◆ **Task requirements**
Every entry, from the first line to the last, should be output exactly.

Dataset entries
________
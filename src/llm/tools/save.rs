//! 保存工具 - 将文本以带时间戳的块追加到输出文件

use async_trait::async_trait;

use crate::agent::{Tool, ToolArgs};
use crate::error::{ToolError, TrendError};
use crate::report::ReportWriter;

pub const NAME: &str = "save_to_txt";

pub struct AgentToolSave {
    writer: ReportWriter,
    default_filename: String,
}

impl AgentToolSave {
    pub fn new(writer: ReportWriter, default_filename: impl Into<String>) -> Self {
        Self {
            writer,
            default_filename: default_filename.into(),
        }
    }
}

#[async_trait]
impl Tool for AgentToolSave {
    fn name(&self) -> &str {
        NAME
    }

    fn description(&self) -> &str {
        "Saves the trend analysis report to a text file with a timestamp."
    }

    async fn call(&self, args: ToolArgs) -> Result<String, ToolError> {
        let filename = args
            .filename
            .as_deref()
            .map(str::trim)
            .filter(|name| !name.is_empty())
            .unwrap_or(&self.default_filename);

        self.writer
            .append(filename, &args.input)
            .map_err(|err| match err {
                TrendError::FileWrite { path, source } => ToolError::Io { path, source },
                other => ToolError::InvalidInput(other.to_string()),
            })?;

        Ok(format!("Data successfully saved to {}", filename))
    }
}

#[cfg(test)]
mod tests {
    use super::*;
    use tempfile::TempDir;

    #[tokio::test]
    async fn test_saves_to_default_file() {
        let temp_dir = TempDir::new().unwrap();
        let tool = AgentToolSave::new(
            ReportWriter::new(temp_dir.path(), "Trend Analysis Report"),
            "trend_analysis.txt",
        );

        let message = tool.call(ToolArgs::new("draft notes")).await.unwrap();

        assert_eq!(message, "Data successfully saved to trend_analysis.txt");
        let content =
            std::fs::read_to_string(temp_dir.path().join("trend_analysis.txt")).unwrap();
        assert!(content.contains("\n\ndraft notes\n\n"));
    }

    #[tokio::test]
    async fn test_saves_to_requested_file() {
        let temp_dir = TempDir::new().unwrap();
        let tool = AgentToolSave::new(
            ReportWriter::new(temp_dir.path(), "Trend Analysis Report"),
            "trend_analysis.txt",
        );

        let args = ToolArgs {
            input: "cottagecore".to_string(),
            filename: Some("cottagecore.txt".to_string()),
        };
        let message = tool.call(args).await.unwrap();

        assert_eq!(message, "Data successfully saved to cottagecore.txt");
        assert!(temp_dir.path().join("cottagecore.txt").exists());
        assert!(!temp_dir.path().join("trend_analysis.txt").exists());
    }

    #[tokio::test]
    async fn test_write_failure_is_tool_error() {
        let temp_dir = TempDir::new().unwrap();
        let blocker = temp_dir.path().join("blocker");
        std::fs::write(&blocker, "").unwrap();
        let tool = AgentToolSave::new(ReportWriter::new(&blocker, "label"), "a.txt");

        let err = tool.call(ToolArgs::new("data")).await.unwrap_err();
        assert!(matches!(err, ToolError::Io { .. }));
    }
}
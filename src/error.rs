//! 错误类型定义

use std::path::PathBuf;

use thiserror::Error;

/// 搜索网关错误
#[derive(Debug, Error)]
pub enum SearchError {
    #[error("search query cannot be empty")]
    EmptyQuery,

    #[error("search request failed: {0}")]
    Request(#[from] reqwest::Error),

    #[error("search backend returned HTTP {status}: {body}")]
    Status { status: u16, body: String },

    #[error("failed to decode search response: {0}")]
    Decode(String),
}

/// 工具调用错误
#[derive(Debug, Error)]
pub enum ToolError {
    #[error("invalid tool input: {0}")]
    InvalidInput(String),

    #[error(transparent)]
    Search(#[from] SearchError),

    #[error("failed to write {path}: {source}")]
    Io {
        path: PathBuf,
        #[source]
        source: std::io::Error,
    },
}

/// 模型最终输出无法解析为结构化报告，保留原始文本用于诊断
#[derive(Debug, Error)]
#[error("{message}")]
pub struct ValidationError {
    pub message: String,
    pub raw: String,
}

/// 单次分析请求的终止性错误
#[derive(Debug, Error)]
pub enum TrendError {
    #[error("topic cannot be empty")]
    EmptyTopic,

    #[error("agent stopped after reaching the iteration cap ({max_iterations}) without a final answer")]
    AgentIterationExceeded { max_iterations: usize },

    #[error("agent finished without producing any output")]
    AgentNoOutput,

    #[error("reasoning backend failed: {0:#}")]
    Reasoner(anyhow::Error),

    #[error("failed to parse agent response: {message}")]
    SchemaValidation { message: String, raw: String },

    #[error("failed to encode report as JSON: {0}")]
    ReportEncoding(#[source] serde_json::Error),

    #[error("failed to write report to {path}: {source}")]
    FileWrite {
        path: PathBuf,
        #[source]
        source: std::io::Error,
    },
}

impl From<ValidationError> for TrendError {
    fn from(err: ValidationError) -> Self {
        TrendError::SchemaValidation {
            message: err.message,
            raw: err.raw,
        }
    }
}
________
◆ **Exercise result**
filename src/llm/tools/save.rs
//! 保存工具 - 将文本以带时间戳的块追加到输出文件

use async_trait::async_trait;

use crate::agent::{Tool, ToolArgs};
use crate::error::{ToolError, TrendError};
use crate::report::ReportWriter;

pub const NAME: &str = "save_to_txt";

pub struct AgentToolSave {
    writer: ReportWriter,
    default_filename: String,
}

impl AgentToolSave {
    pub fn new(writer: ReportWriter, default_filename: impl Into<String>) -> Self {
        Self {
            writer,
            default_filename: default_filename.into(),
        }
    }
}

#[async_trait]
impl Tool for AgentToolSave {
    fn name(&self) -> &str {
        NAME
    }

    fn description(&self) -> &str {
        "Saves the trend analysis report to a text file with a timestamp."
    }

    async fn call(&self, args: ToolArgs) -> Result<String, ToolError> {
        let filename = args
            .filename
            .as_deref()
            .map(str::trim)
            .filter(|name| !name.is_empty())
            .unwrap_or(&self.default_filename);

        self.writer
            .append(filename, &args.input)
            .map_err(|err| match err {
                TrendError::FileWrite { path, source } => ToolError::Io { path, source },
                other => ToolError::InvalidInput(other.to_string()),
            })?;

        Ok(format!("Data successfully saved to {}", filename))
    }
}

#[cfg(test)]
mod tests {
    use super::*;
    use tempfile::TempDir;

    #[tokio::test]
    async fn test_saves_to_default_file() {
        let temp_dir = TempDir::new().unwrap();
        let tool = AgentToolSave::new(
            ReportWriter::new(temp_dir.path(), "Trend Analysis Report"),
            "trend_analysis.txt",
        );

        let message = tool.call(ToolArgs::new("draft notes")).await.unwrap();

        assert_eq!(message, "Data successfully saved to trend_analysis.txt");
        let content =
            std::fs::read_to_string(temp_dir.path().join("trend_analysis.txt")).unwrap();
        assert!(content.contains("\n\ndraft notes\n\n"));
    }

    #[tokio::test]
    async fn test_saves_to_requested_file() {
        let temp_dir = TempDir::new().unwrap();
        let tool = AgentToolSave::new(
            ReportWriter::new(temp_dir.path(), "Trend Analysis Report"),
            "trend_analysis.txt",
        );

        let args = ToolArgs {
            input: "cottagecore".to_string(),
            filename: Some("cottagecore.txt".to_string()),
        };
        let message = tool.call(args).await.unwrap();

        assert_eq!(message, "Data successfully saved to cottagecore.txt");
        assert!(temp_dir.path().join("cottagecore.txt").exists());
        assert!(!temp_dir.path().join("trend_analysis.txt").exists());
    }

    #[tokio::test]
    async fn test_write_failure_is_tool_error() {
        let temp_dir = TempDir::new().unwrap();
        let blocker = temp_dir.path().join("blocker");
        std::fs::write(&blocker, "").unwrap();
        let tool = AgentToolSave::new(ReportWriter::new(&blocker, "label"), "a.txt");

        let err = tool.call(ToolArgs::new("data")).await.unwrap_err();
        assert!(matches!(err, ToolError::Io { .. }));
    }
}
filename src/error.rs
//! 错误类型定义

use std::path::PathBuf;

use thiserror::Error;

/// 搜索网关错误
#[derive(Debug, Error)]
pub enum SearchError {
    #[error("search query cannot be empty")]
    EmptyQuery,

    #[error("search request failed: {0}")]
    Request(#[from] reqwest::Error),

    #[error("search backend returned HTTP {status}: {body}")]
    Status { status: u16, body: String },

    #[error("failed to decode search response: {0}")]
    Decode(String),
}

/// 工具调用错误
#[derive(Debug, Error)]
pub enum ToolError {
    #[error("invalid tool input: {0}")]
    InvalidInput(String),

    #[error(transparent)]
    Search(#[from] SearchError),

    #[error("failed to write {path}: {source}")]
    Io {
        path: PathBuf,
        #[source]
        source: std::io::Error,
    },
}

/// 模型最终输出无法解析为结构化报告，保留原始文本用于诊断
#[derive(Debug, Error)]
#[error("{message}")]
pub struct ValidationError {
    pub message: String,
    pub raw: String,
}

/// 单次分析请求的终止性错误
#[derive(Debug, Error)]
pub enum TrendError {
    #[error("topic cannot be empty")]
    EmptyTopic,

    #[error("agent stopped after reaching the iteration cap ({max_iterations}) without a final answer")]
    AgentIterationExceeded { max_iterations: usize },

    #[error("agent finished without producing any output")]
    AgentNoOutput,

    #[error("reasoning backend failed: {0:#}")]
    Reasoner(anyhow::Error),

    #[error("failed to parse agent response: {message}")]
    SchemaValidation { message: String, raw: String },

    #[error("failed to encode report as JSON: {0}")]
    ReportEncoding(#[source] serde_json::Error),

    #[error("failed to write report to {path}: {source}")]
    FileWrite {
        path: PathBuf,
        #[source]
        source: std::io::Error,
    },
}

impl From<ValidationError> for TrendError {
    fn from(err: ValidationError) -> Self {
        TrendError::SchemaValidation {
            message: err.message,
            raw: err.raw,
        }
    }
}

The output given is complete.